While conceding that vodka is in gentle decline in Poland, Hayes says: “Reports of its death have been grossly exaggerated.” Stock is heavily into flavoured vodka, a category growing by 7% a year, according to Hayes, who believes it is embedded in the culture, using traditional ingredients such as pears or walnuts. He thinks an older generation of Poles would have viewed such drinks as ‘female’, whereas younger Poles are more ‘gender neutral’ when it comes to spirits.

From its research, Stock has discovered that young consumers like drinking together, with the women choosing the drink, which is happily shared by the men of the group. If it’s a bottle of Keglevich strawberry vodka with its ‘soft bouquet, concentrated aroma and low­-alcohol level’, so be it.

SIGNIFICANT WHISKY MARKET

Poland has also become a significant whisky market, with the off­-trade on 3.7 million cases (MAT to January 2019), according to Nielsen. This is for all whisk(e)y, led by Ballantine’s with an 18% share, followed by Johnnie Walker and Grant’s on 14%, and Jack Daniel’s and Jim Beam on 9.6%, with Bushmills and Tullamore Dew bringing up the rear. “The majority of consumers are not at a stage where they can differentiate between whiskies from different countries,” says Hayes.

Supplying the big Polish supermarkets can be as tough as in the UK, but he suspects that brand owners who complain of low margins do so because they haven’t managed to tap into the traditional off-­trade. “About 65% of spirits volumes still go through corner shops and independent outlets,” he says.

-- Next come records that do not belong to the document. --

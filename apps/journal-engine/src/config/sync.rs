//! Backup mirror configuration.

use std::time::Duration;

use serde::{Deserialize, Serialize};

/// Backup mirror settings.
#[derive(Debug, Clone, Serialize, Deserialize)]
pub struct SyncConfig {
    /// Quiet period before a burst of edits is mirrored.
    #[serde(default = "default_debounce_ms")]
    pub debounce_ms: u64,
    /// File to mirror the journal bundle to. Sync stays off when unset.
    #[serde(default)]
    pub mirror_path: Option<String>,
}

impl Default for SyncConfig {
    fn default() -> Self {
        Self {
            debounce_ms: default_debounce_ms(),
            mirror_path: None,
        }
    }
}

impl SyncConfig {
    /// Debounce as a duration.
    #[must_use]
    pub const fn debounce(&self) -> Duration {
        Duration::from_millis(self.debounce_ms)
    }
}

const fn default_debounce_ms() -> u64 {
    1_000
}
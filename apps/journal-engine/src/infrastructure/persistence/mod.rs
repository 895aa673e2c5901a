//! Persistence Adapters
//!
//! Implementations of `LocalStoragePort`.

pub mod file_storage;
pub mod in_memory;

pub use file_storage::FileStorage;
pub use in_memory::InMemoryStorage;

Neighbour Ukraine has a population of 42 million and a confirmed taste in spirits. Five years ago the market was in freefall, with GDP almost halving from 2013 to 2015, but it is recovering. Pevtsova claims Martini, Bacardi’s biggest brand there, is already enjoying strong double-­digit growth. For Hayes, Ukraine certainly has potential, and he calls it “the next Poland, when things calm down”.